# sterlet mit dachschaden



## Teichforum.info (12. Dez. 2003)

ich wollte mal fragen ob irgendwer folgendes verhalten deuten kann:
ich habe bereits einige erfahrungen mit stören und kauf sie meist mit 20cm, ziehe sie dann in meinem 500laquarium bis 35cm und setzte sie dann in meinem teich! seit ende april letzten jahres habe ich einen __ sterlet im aquarium (mit 19 bekommen inzwischen ca 30 cm) der einen dachschaden hat! soll heißen der schwimmt herum wie ein verückter, loopings schrauben , springt, und das ganze teilweise so schnell, dass man schwierigkeiten hat ihm zu folgen!

 zu fressen bekommt er sinkendes forellenfutter und hin und wieder rote mückenlarven! 

der 2 sterlet und der albinosterlet verhalten sich im gegensatz dazu total normal!

dabei frisst der kerl normalerweise auch wie jeder normale stör!
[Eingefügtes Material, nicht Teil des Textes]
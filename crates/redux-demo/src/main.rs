use anyhow::Result;
use clap::{Parser, Subcommand, ValueEnum};
use redux_store::ListenerErrorPolicy;
use redux_store_config::DemoConfig;
use std::path::PathBuf;

mod counter;
mod logger;
mod replay;
mod slices;

#[derive(Parser)]
#[command(name = "redux-demo", version, about = "Walk through the redux-store crate")]
struct Cli {
    /// Config file to use instead of .redux-demo.toml lookup
    #[arg(long, global = true)]
    config: Option<PathBuf>,

    /// Override the listener failure policy from the config
    #[arg(long, global = true, value_enum)]
    policy: Option<PolicyArg>,

    #[command(subcommand)]
    command: Command,
}

#[derive(Subcommand)]
enum Command {
    /// Counter store with increment/decrement and a printing subscriber
    Counter,
    /// Counter and auth slices combined into one store
    Slices,
    /// Dispatch a JSON array of actions against the slices store
    Replay {
        /// Path to the action script
        script: PathBuf,
    },
}

#[derive(Clone, Copy, ValueEnum)]
enum PolicyArg {
    LogAndContinue,
    Collect,
}

impl From<PolicyArg> for ListenerErrorPolicy {
    fn from(value: PolicyArg) -> Self {
        match value {
            PolicyArg::LogAndContinue => ListenerErrorPolicy::LogAndContinue,
            PolicyArg::Collect => ListenerErrorPolicy::Collect,
        }
    }
}

fn load_config(cli: &Cli) -> Result<DemoConfig> {
    let mut config = match &cli.config {
        Some(path) => DemoConfig::load_from_path(path)?,
        None => DemoConfig::load(),
    };
    if let Some(policy) = cli.policy {
        config.listener_error_policy = policy.into();
    }
    Ok(config)
}

fn main() -> Result<()> {
    let cli = Cli::parse();
    let config = load_config(&cli)?;

    if let Some(log_file) = logger::init(&config)? {
        log::info!("Logging to {}", log_file.display());
    }
    log::debug!("Using config {:?}", config);

    match &cli.command {
        Command::Counter => counter::run(&config),
        Command::Slices => slices::run(&config),
        Command::Replay { script } => replay::run(&config, script),
    }
}

#[cfg(test)]
mod tests {
    use super::*;

    #[test]
    fn test_cli_parses_policy_override() {
        let cli = Cli::try_parse_from(["redux-demo", "--policy", "collect", "counter"]).unwrap();
        assert!(matches!(cli.command, Command::Counter));

        let config = load_config(&cli).unwrap();
        assert_eq!(config.listener_error_policy, ListenerErrorPolicy::Collect);
    }

    #[test]
    fn test_cli_parses_replay_script() {
        let cli = Cli::try_parse_from(["redux-demo", "replay", "actions.json"]).unwrap();
        match cli.command {
            Command::Replay { script } => assert_eq!(script, PathBuf::from("actions.json")),
            _ => panic!("expected replay command"),
        }
    }

    #[test]
    fn test_cli_requires_subcommand() {
        assert!(Cli::try_parse_from(["redux-demo"]).is_err());
    }
}
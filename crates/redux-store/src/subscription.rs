//! Subscriber registry
//!
//! Listeners are kept in insertion order under monotonically increasing ids.
//! A notification pass works on a [`Registry::snapshot`] taken when the pass
//! starts, and re-checks [`Registry::contains`] before each call so listeners
//! removed mid-pass are skipped.

use crate::error::BoxError;
use parking_lot::Mutex;
use std::collections::BTreeMap;
use std::sync::{Arc, Weak};

pub type SubscriptionId = u64;

/// Callback notified after every committed state change
///
/// Implemented for every `Fn() -> Result<(), BoxError>` closure that can be
/// shared between threads.
pub trait Listener: Fn() -> Result<(), BoxError> + Send + Sync {}

impl<F> Listener for F where F: Fn() -> Result<(), BoxError> + Send + Sync {}

#[derive(Default)]
pub(crate) struct Registry {
    inner: Mutex<RegistryInner>,
}

#[derive(Default)]
struct RegistryInner {
    next_id: SubscriptionId,
    listeners: BTreeMap<SubscriptionId, Arc<dyn Listener>>,
}

impl Registry {
    pub(crate) fn insert(&self, listener: Arc<dyn Listener>) -> SubscriptionId {
        let mut inner = self.inner.lock();
        let id = inner.next_id;
        inner.next_id += 1;
        inner.listeners.insert(id, listener);
        id
    }

    pub(crate) fn remove(&self, id: SubscriptionId) -> bool {
        self.inner.lock().listeners.remove(&id).is_some()
    }

    pub(crate) fn contains(&self, id: SubscriptionId) -> bool {
        self.inner.lock().listeners.contains_key(&id)
    }

    pub(crate) fn snapshot(&self) -> Vec<(SubscriptionId, Arc<dyn Listener>)> {
        self.inner
            .lock()
            .listeners
            .iter()
            .map(|(id, listener)| (*id, Arc::clone(listener)))
            .collect()
    }

    pub(crate) fn clear(&self) -> usize {
        let mut inner = self.inner.lock();
        let removed = inner.listeners.len();
        inner.listeners.clear();
        removed
    }

    pub(crate) fn len(&self) -> usize {
        self.inner.lock().listeners.len()
    }
}

/// Handle returned by [`crate::Store::subscribe`]
///
/// Dropping the handle does not unsubscribe; call [`Subscription::unsubscribe`].
#[derive(Debug, Clone)]
pub struct Subscription {
    id: SubscriptionId,
    registry: Weak<Registry>,
}

impl Subscription {
    pub(crate) fn new(id: SubscriptionId, registry: &Arc<Registry>) -> Self {
        Self {
            id,
            registry: Arc::downgrade(registry),
        }
    }

    pub fn id(&self) -> SubscriptionId {
        self.id
    }

    /// Remove the listener from future notifications
    ///
    /// Returns `true` only for the call that actually removed it; repeated
    /// calls, or calls after the store is gone, are no-ops.
    pub fn unsubscribe(&self) -> bool {
        match self.registry.upgrade() {
            Some(registry) => {
                let removed = registry.remove(self.id);
                if removed {
                    log::debug!("Listener #{} unsubscribed", self.id);
                }
                removed
            }
            None => false,
        }
    }

    pub fn is_active(&self) -> bool {
        self.registry
            .upgrade()
            .is_some_and(|registry| registry.contains(self.id))
    }
}

impl std::fmt::Debug for Registry {
    fn fmt(&self, f: &mut std::fmt::Formatter<'_>) -> std::fmt::Result {
        f.debug_struct("Registry").field("len", &self.len()).finish()
    }
}
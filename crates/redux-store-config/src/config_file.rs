use std::path::Path;

/// Name of the local config file looked up in the working directory
pub const CONFIG_FILE: &str = ".redux-demo.toml";

/// Load config file content from CWD first, then the global config directory
///
/// Searches for:
/// 1. `.redux-demo.toml` in the current working directory
/// 2. `config.toml` in the application config directory
///
/// Returns the file content if found, None otherwise.
pub fn load_config_file() -> Option<String> {
    if let Some(content) = read_if_present(Path::new(CONFIG_FILE)) {
        return Some(content);
    }

    match crate::paths::app_config_path() {
        Ok(global) => read_if_present(&global),
        Err(e) => {
            log::debug!("No global config location: {}", e);
            None
        }
    }
}

fn read_if_present(path: &Path) -> Option<String> {
    match std::fs::read_to_string(path) {
        Ok(content) => {
            log::debug!("Loaded config from {}", path.display());
            Some(content)
        }
        Err(_) => None,
    }
}
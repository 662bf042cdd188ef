//! Slices - a named reducer assembled from case reducers
//!
//! A slice owns its initial state and a set of case reducers keyed by name.
//! Action kinds take the form `<slice>/<case>`, so `counter/increment` is
//! routed to the `increment` case of the `counter` slice. Case reducers build
//! the next state explicitly (copy-with-changed-field) from a borrowed input:
//!
//! ```
//! use redux_store::{Reducer, Slice, SliceAction};
//!
//! # #[derive(Clone, Default)]
//! # struct CounterState {
//! #     counter: i64,
//! #     show_counter: bool,
//! # }
//! let counter: Slice<CounterState> = Slice::new("counter", CounterState::default())
//!     .case("increment", |state: &CounterState, _: &SliceAction| {
//!         Ok(CounterState { counter: state.counter + 1, ..state.clone() })
//!     });
//!
//! let action = counter.action("increment").unwrap();
//! let next = counter.reduce(&counter.initial_state(), &action).unwrap();
//! assert_eq!(next.counter, 1);
//! ```

use crate::action::SliceAction;
use crate::error::ReducerError;
use crate::reducer::{Reduced, Reducer};
use serde_json::Value;
use std::collections::BTreeMap;
use std::sync::Arc;

type CaseReducer<S> = Box<dyn Fn(&S, &SliceAction) -> Result<S, ReducerError> + Send + Sync>;

pub struct Slice<S> {
    name: String,
    initial_state: Arc<S>,
    cases: BTreeMap<String, CaseReducer<S>>,
}

impl<S> Slice<S>
where
    S: Send + Sync + 'static,
{
    pub fn new(name: impl Into<String>, initial_state: impl Into<Arc<S>>) -> Self {
        Self {
            name: name.into(),
            initial_state: initial_state.into(),
            cases: BTreeMap::new(),
        }
    }

    /// Register a case reducer; a later registration under the same name wins
    pub fn case<F>(mut self, case: impl Into<String>, reducer: F) -> Self
    where
        F: Fn(&S, &SliceAction) -> Result<S, ReducerError> + Send + Sync + 'static,
    {
        let case = case.into();
        if self.cases.insert(case.clone(), Box::new(reducer)).is_some() {
            log::warn!("Slice `{}` redefined case `{}`", self.name, case);
        }
        self
    }

    pub fn name(&self) -> &str {
        &self.name
    }

    pub fn initial_state(&self) -> Arc<S> {
        Arc::clone(&self.initial_state)
    }

    /// Fully qualified action kinds this slice handles, sorted by case name
    pub fn action_kinds(&self) -> Vec<String> {
        self.cases
            .keys()
            .map(|case| format!("{}/{}", self.name, case))
            .collect()
    }

    /// Build an action without payload for one of this slice's cases
    pub fn action(&self, case: &str) -> Result<SliceAction, ReducerError> {
        self.action_with(case, Value::Null)
    }

    /// Build an action with payload for one of this slice's cases
    pub fn action_with(&self, case: &str, payload: Value) -> Result<SliceAction, ReducerError> {
        if !self.cases.contains_key(case) {
            return Err(ReducerError::UnknownCase {
                slice: self.name.clone(),
                case: case.to_string(),
            });
        }
        Ok(SliceAction::with_payload(
            format!("{}/{}", self.name, case),
            payload,
        ))
    }
}

impl<S> Reducer<S, SliceAction> for Slice<S>
where
    S: Send + Sync + 'static,
{
    fn reduce(&self, state: &Arc<S>, action: &SliceAction) -> Reduced<S> {
        let case_reducer = match (action.slice_name(), action.case_name()) {
            (Some(slice), Some(case)) if slice == self.name => self.cases.get(case),
            _ => None,
        };

        match case_reducer {
            Some(reduce) => reduce(state, action).map(Arc::new),
            // Foreign or unknown kinds
            None => Ok(Arc::clone(state)),
        }
    }
}
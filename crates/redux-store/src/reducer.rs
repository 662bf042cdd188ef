use crate::error::ReducerError;
use std::sync::Arc;

/// Result of a single reduction
pub type Reduced<S> = Result<Arc<S>, ReducerError>;

/// Reducer - pure function that produces new state from current state + action
///
/// Implementations must be deterministic and must not mutate `state`. For an
/// action they do not handle they return `Arc::clone(state)`, so callers can
/// detect "nothing changed" with [`Arc::ptr_eq`].
pub trait Reducer<S, A>: Send + Sync + 'static {
    fn reduce(&self, state: &Arc<S>, action: &A) -> Reduced<S>;
}

/// Adapter turning a closure into a [`Reducer`]
pub struct FnReducer<F>(F);

/// Wrap a closure as a reducer
///
/// ```
/// use redux_store::{reducer_fn, Reducer};
/// use std::sync::Arc;
///
/// # struct Counter {
/// #     counter: i64,
/// # }
/// let reducer = reducer_fn(|state: &Arc<Counter>, action: &&'static str| match *action {
///     "increment" => Ok(Arc::new(Counter { counter: state.counter + 1 })),
///     _ => Ok(Arc::clone(state)),
/// });
///
/// let next = reducer.reduce(&Arc::new(Counter { counter: 0 }), &"increment").unwrap();
/// assert_eq!(next.counter, 1);
/// ```
pub fn reducer_fn<S, A, F>(f: F) -> FnReducer<F>
where
    F: Fn(&Arc<S>, &A) -> Reduced<S> + Send + Sync + 'static,
{
    FnReducer(f)
}

impl<S, A, F> Reducer<S, A> for FnReducer<F>
where
    F: Fn(&Arc<S>, &A) -> Reduced<S> + Send + Sync + 'static,
{
    fn reduce(&self, state: &Arc<S>, action: &A) -> Reduced<S> {
        (self.0)(state, action)
    }
}

/// Fold a reducer over a sequence of actions starting at `initial`
///
/// Dispatching the same actions to a store seeded with `initial` yields the
/// same state.
pub fn replay<'a, S, A, R>(
    reducer: &R,
    initial: Arc<S>,
    actions: impl IntoIterator<Item = &'a A>,
) -> Reduced<S>
where
    A: 'a,
    R: Reducer<S, A> + ?Sized,
{
    actions
        .into_iter()
        .try_fold(initial, |state, action| reducer.reduce(&state, action))
}

#[cfg(test)]
mod tests {
    use super::*;
    use pretty_assertions::assert_eq;

    #[derive(Debug, Clone, PartialEq)]
    struct Counter {
        counter: i64,
    }

    fn counter_reducer() -> impl Reducer<Counter, &'static str> {
        reducer_fn(|state: &Arc<Counter>, action: &&'static str| match *action {
            "increment" => Ok(Arc::new(Counter {
                counter: state.counter + 1,
            })),
            "decrement" => Ok(Arc::new(Counter {
                counter: state.counter - 1,
            })),
            "explode" => Err(ReducerError::rejected("explode is not allowed")),
            _ => Ok(Arc::clone(state)),
        })
    }

    #[test]
    fn test_replay_folds_actions() {
        let reducer = counter_reducer();
        let initial = Arc::new(Counter { counter: 0 });

        let state = replay(&reducer, initial, &["increment", "increment", "decrement"]).unwrap();
        assert_eq!(*state, Counter { counter: 1 });
    }

    #[test]
    fn test_unknown_action_returns_same_arc() {
        let reducer = counter_reducer();
        let initial = Arc::new(Counter { counter: 7 });

        let next = reducer.reduce(&initial, &"noop").unwrap();
        assert!(Arc::ptr_eq(&initial, &next));
    }

    #[test]
    fn test_replay_stops_at_first_error() {
        let reducer = counter_reducer();
        let initial = Arc::new(Counter { counter: 0 });

        let result = replay(&reducer, initial, &["increment", "explode", "increment"]);
        assert!(matches!(result, Err(ReducerError::Rejected(_))));
    }

    #[test]
    fn test_replay_of_nothing_is_initial() {
        let reducer = counter_reducer();
        let initial = Arc::new(Counter { counter: 3 });

        let no_actions: [&'static str; 0] = [];
        let state = replay(&reducer, Arc::clone(&initial), &no_actions).unwrap();
        assert!(Arc::ptr_eq(&initial, &state));
    }
}
//! Plain counter store: increment and decrement with a logging subscriber

use anyhow::Result;
use redux_store::{reducer_fn, Action, LoggingMiddleware, Reduced, Store, StoreError};
use redux_store_config::DemoConfig;
use serde::Serialize;
use std::sync::{Arc, Weak};

#[derive(Debug, Clone, Default, PartialEq, Eq, Serialize)]
pub struct CounterState {
    pub counter: i64,
}

#[derive(Debug, Clone, Copy, PartialEq, Eq)]
pub enum CounterAction {
    Increment,
    Decrement,
}

impl Action for CounterAction {
    fn kind(&self) -> &str {
        match self {
            CounterAction::Increment => "increment",
            CounterAction::Decrement => "decrement",
        }
    }
}

/// Reducer for the counter
pub fn reduce(state: &Arc<CounterState>, action: &CounterAction) -> Reduced<CounterState> {
    let counter = match action {
        CounterAction::Increment => state.counter + 1,
        CounterAction::Decrement => state.counter - 1,
    };
    Ok(Arc::new(CounterState { counter }))
}

pub fn build_store(config: &DemoConfig) -> Result<Store<CounterState, CounterAction>, StoreError> {
    let builder = Store::builder()
        .reducer(reducer_fn(reduce))
        .initial_state(CounterState::default())
        .listener_policy(config.listener_error_policy);

    if config.log_actions {
        builder.middleware(LoggingMiddleware::new()).build()
    } else {
        builder.build()
    }
}

/// Subscribe a listener that prints every new state
pub fn subscribe_printer(store: &Arc<Store<CounterState, CounterAction>>) {
    let weak: Weak<Store<CounterState, CounterAction>> = Arc::downgrade(store);
    store.subscribe(move || {
        if let Some(store) = weak.upgrade() {
            println!("{}", serde_json::to_string(&*store.get_state())?);
        }
        Ok(())
    });
}

pub fn run(config: &DemoConfig) -> Result<()> {
    let store = Arc::new(build_store(config)?);
    subscribe_printer(&store);

    println!("{}", serde_json::to_string(&*store.get_state())?);
    store.dispatch(CounterAction::Increment)?;
    store.dispatch(CounterAction::Decrement)?;

    log::info!("Counter finished at {}", store.get_state().counter);
    Ok(())
}

#[cfg(test)]
mod tests {
    use super::*;
    use pretty_assertions::assert_eq;
    use std::sync::atomic::{AtomicUsize, Ordering};

    #[test]
    fn test_increment_then_decrement() {
        let store = build_store(&DemoConfig::default()).unwrap();

        store.dispatch(CounterAction::Increment).unwrap();
        assert_eq!(*store.get_state(), CounterState { counter: 1 });

        store.dispatch(CounterAction::Decrement).unwrap();
        assert_eq!(*store.get_state(), CounterState { counter: 0 });
    }

    #[test]
    fn test_subscriber_runs_per_dispatch() {
        let config = DemoConfig {
            log_actions: false,
            ..DemoConfig::default()
        };
        let store = Arc::new(build_store(&config).unwrap());
        subscribe_printer(&store);
        let calls = Arc::new(AtomicUsize::new(0));
        let counter = Arc::clone(&calls);
        store.subscribe(move || {
            counter.fetch_add(1, Ordering::SeqCst);
            Ok(())
        });

        store.dispatch(CounterAction::Increment).unwrap();
        store.dispatch(CounterAction::Increment).unwrap();

        assert_eq!(calls.load(Ordering::SeqCst), 2);
        assert_eq!(store.listener_count(), 2);
    }

    #[test]
    fn test_state_serializes_like_the_js_object() {
        assert_eq!(
            serde_json::to_string(&CounterState { counter: 3 }).unwrap(),
            r#"{"counter":3}"#
        );
    }
}
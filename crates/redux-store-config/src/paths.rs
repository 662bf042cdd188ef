//! Configuration and data directory paths
//!
//! Uses XDG directories via `dirs` crate.
//!
//! Platform-specific locations:
//! - Linux: `~/.config/redux-demo/`, `~/.cache/redux-demo/`
//! - macOS: `~/Library/Application Support/redux-demo/`, `~/Library/Caches/redux-demo/`
//! - Windows: `%APPDATA%\redux-demo\`, `%LOCALAPPDATA%\redux-demo\`

use anyhow::{Context, Result};
use std::path::PathBuf;

const APP_NAME: &str = "redux-demo";

/// Get the application config directory, creating it if needed
pub fn config_dir() -> Result<PathBuf> {
    let base = dirs::config_dir().context("Could not determine config directory")?;
    let dir = base.join(APP_NAME);
    std::fs::create_dir_all(&dir)
        .with_context(|| format!("Failed to create {}", dir.display()))?;
    Ok(dir)
}

/// Get the application cache directory, creating it if needed
pub fn cache_dir() -> Result<PathBuf> {
    let base = dirs::cache_dir().context("Could not determine cache directory")?;
    let dir = base.join(APP_NAME);
    std::fs::create_dir_all(&dir)
        .with_context(|| format!("Failed to create {}", dir.display()))?;
    Ok(dir)
}

/// Get path to the global config file
pub fn app_config_path() -> Result<PathBuf> {
    Ok(config_dir()?.join("config.toml"))
}
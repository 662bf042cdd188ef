//! Configuration and file management for redux-demo
//!
//! This crate provides:
//! - Config and cache directory paths
//! - Configuration file lookup (TOML)
//! - Demo configuration (DemoConfig)

pub mod config_file;
pub mod demo_config;
pub mod paths;

pub use config_file::{load_config_file, CONFIG_FILE};
pub use demo_config::DemoConfig;
pub use paths::{app_config_path, cache_dir, config_dir};
//! Actions - immutable messages describing an intended state change

use crate::error::ReducerError;
use serde::de::DeserializeOwned;
use serde::{Deserialize, Serialize};
use serde_json::Value;
use std::fmt::Debug;

/// Anything that can be dispatched to a store
///
/// The kind is the discriminant a reducer branches on. The store rejects
/// actions whose kind is empty and uses the kind for logging.
pub trait Action: Debug + Send + Sync + 'static {
    fn kind(&self) -> &str;
}

impl Action for &'static str {
    fn kind(&self) -> &str {
        self
    }
}

impl Action for String {
    fn kind(&self) -> &str {
        self.as_str()
    }
}

/// Data-driven action as produced by slices: `{"type": "counter/increase", "payload": 5}`
#[derive(Debug, Clone, PartialEq, Serialize, Deserialize)]
pub struct SliceAction {
    #[serde(rename = "type")]
    pub kind: String,
    #[serde(default, skip_serializing_if = "Value::is_null")]
    pub payload: Value,
}

impl SliceAction {
    pub fn new(kind: impl Into<String>) -> Self {
        Self {
            kind: kind.into(),
            payload: Value::Null,
        }
    }

    pub fn with_payload(kind: impl Into<String>, payload: Value) -> Self {
        Self {
            kind: kind.into(),
            payload,
        }
    }

    /// Decode the payload into a typed value
    pub fn payload_as<T: DeserializeOwned>(&self) -> Result<T, ReducerError> {
        serde_json::from_value(self.payload.clone()).map_err(|e| ReducerError::InvalidPayload {
            kind: self.kind.clone(),
            reason: e.to_string(),
        })
    }

    /// The slice prefix of `slice/case` kinds
    pub fn slice_name(&self) -> Option<&str> {
        self.kind.split_once('/').map(|(slice, _)| slice)
    }

    /// The case suffix of `slice/case` kinds
    pub fn case_name(&self) -> Option<&str> {
        self.kind.split_once('/').map(|(_, case)| case)
    }
}

impl Action for SliceAction {
    fn kind(&self) -> &str {
        &self.kind
    }
}

#[cfg(test)]
mod tests {
    use super::*;
    use pretty_assertions::assert_eq;
    use serde_json::json;

    #[test]
    fn test_slice_action_from_json() {
        let action: SliceAction =
            serde_json::from_value(json!({ "type": "counter/increase", "payload": 5 })).unwrap();

        assert_eq!(action.kind(), "counter/increase");
        assert_eq!(action.slice_name(), Some("counter"));
        assert_eq!(action.case_name(), Some("increase"));
        assert_eq!(action.payload_as::<i64>().unwrap(), 5);
    }

    #[test]
    fn test_slice_action_without_payload() {
        let action: SliceAction = serde_json::from_str(r#"{ "type": "increment" }"#).unwrap();

        assert_eq!(action, SliceAction::new("increment"));
        assert_eq!(action.slice_name(), None);
        assert_eq!(
            serde_json::to_string(&action).unwrap(),
            r#"{"type":"increment"}"#
        );
    }

    #[test]
    fn test_payload_type_mismatch() {
        let action = SliceAction::with_payload("counter/increase", json!("five"));

        let err = action.payload_as::<i64>().unwrap_err();
        assert!(matches!(
            err,
            ReducerError::InvalidPayload { ref kind, .. } if kind == "counter/increase"
        ));
    }
}
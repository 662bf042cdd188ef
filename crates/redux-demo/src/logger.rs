//! Logging using simplelog
//!
//! Logs always go to stderr. With `log_to_file` enabled they are also written
//! to a timestamped file in the cache directory (~/.cache/redux-demo/ on Linux).

use redux_store_config::DemoConfig;
use simplelog::{
    ColorChoice, CombinedLogger, ConfigBuilder, LevelFilter, SharedLogger, TermLogger,
    TerminalMode, WriteLogger,
};
use std::fs::File;
use std::path::PathBuf;

/// Parse a level name, falling back to Info for anything unknown
pub fn parse_level(value: &str) -> LevelFilter {
    match value.to_lowercase().as_str() {
        "off" => LevelFilter::Off,
        "error" => LevelFilter::Error,
        "warn" => LevelFilter::Warn,
        "info" => LevelFilter::Info,
        "debug" => LevelFilter::Debug,
        "trace" => LevelFilter::Trace,
        _ => LevelFilter::Info,
    }
}

fn log_file_path() -> anyhow::Result<PathBuf> {
    let timestamp = chrono::Local::now().format("%Y%m%d-%H%M%S");
    Ok(redux_store_config::cache_dir()?.join(format!("redux-demo-{}.log", timestamp)))
}

/// Initialize logging
///
/// RUST_LOG wins over the configured level. Returns the log file path when
/// file logging is enabled.
pub fn init(config: &DemoConfig) -> anyhow::Result<Option<PathBuf>> {
    let level = std::env::var("RUST_LOG")
        .map(|v| parse_level(&v))
        .unwrap_or_else(|_| parse_level(&config.log_level));

    // Configure simplelog with timestamps
    let log_config = ConfigBuilder::new()
        .set_time_format_rfc3339()
        .set_time_offset_to_local()
        .unwrap_or_else(|c| c) // Fallback if local time offset fails
        .build();

    let mut loggers: Vec<Box<dyn SharedLogger>> = vec![TermLogger::new(
        level,
        log_config.clone(),
        TerminalMode::Stderr,
        ColorChoice::Auto,
    )];

    let log_file = if config.log_to_file {
        let path = log_file_path()?;
        let file = File::create(&path)?;
        loggers.push(WriteLogger::new(level, log_config, file));
        Some(path)
    } else {
        None
    };

    CombinedLogger::init(loggers)?;
    Ok(log_file)
}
vielleicht konnte schonmal wer ähnliches beobachten

mfg stu


----------



## Teichforum.info (12. Dez. 2003)

*....*

Hallo Stu,

das Verhalten "Dachschaden" könnte zweierlei bedeuten:

1.Erhöhte Nitrit/Nitrat-Werte (durch Fütterung mit Forellenfutter)
2.Sauerstoffmangel

Und dies ist durchaus beim 500l-Aquarium (wohl mit Filterung) gegeben ... denn 35cm in so einer "Pfütze" ist stramm .....


----------



## Teichforum.info (12. Dez. 2003)

sauerstoff mangel ist unmöglich! habe bei messungen eine fast 95% sauerstoffsättigung!
nitrat nitrit glaube ich auch nicht da das wasser alle 2 wochen gewechselt wird- filter sind ebenfalls 2 große vorhanden- bei messungen war auch alles ideal!
zudem verhalten sich die anderen auch nicht auffällig!
der fisch hatte das symptom schon als ich ihn bekam(ein gebgeschenk meiner freunde). 
was die 35 cm betrifft hast du natürlich recht nur bekomme ich keine sterlets die diese größe haben- und kleinere tu ich mir nicht in den teich.
da ich schüler bin bin ich nicht grade eben mobil  
mfg stu


----------



## Teichforum.info (12. Dez. 2003)

ps: da ich selbst barben in diesem aquarium ohne beeinträchtigung gehalten habe bin ich mir SICHER das die wasserwerte passen


----------



## Teichforum.info (12. Dez. 2003)

*...*

Hallo Stu,

eine Filteranlage ist nicht unbedingt ratsam bei Stören .... gerade wegen dem Nitrat .... was machste denn gegen den "Sauerstoffmangel" in deinem Aqua ? 

Ansonsten kann ich mir nur vorstellen,daß eventuell bereits vorher stramm unter Sauerstoffmangel gelitten hat.

Was mir auch gerade noch einfällt ... vielleicht hat er ja eine motorische Störung einer der Flossen .... alles halt nur Vermutungen


----------



## Teichforum.info (12. Dez. 2003)

Servus Ihr Störnasen, 

was Stu da beschreibt, klingt wirklich nach "Dachschaden". Vergleichbare Symptome mit unterschiedlichen Ursachen gibt's bei anderen Fischarten auch (Drehkrankheit bei Forellen, Energiemangelsyndrom bei Karpfen). Hierbei lösen immer Ströungen des zentralen Nervensystems diese "Showeinlagen" aus. -> Dachschaden ...  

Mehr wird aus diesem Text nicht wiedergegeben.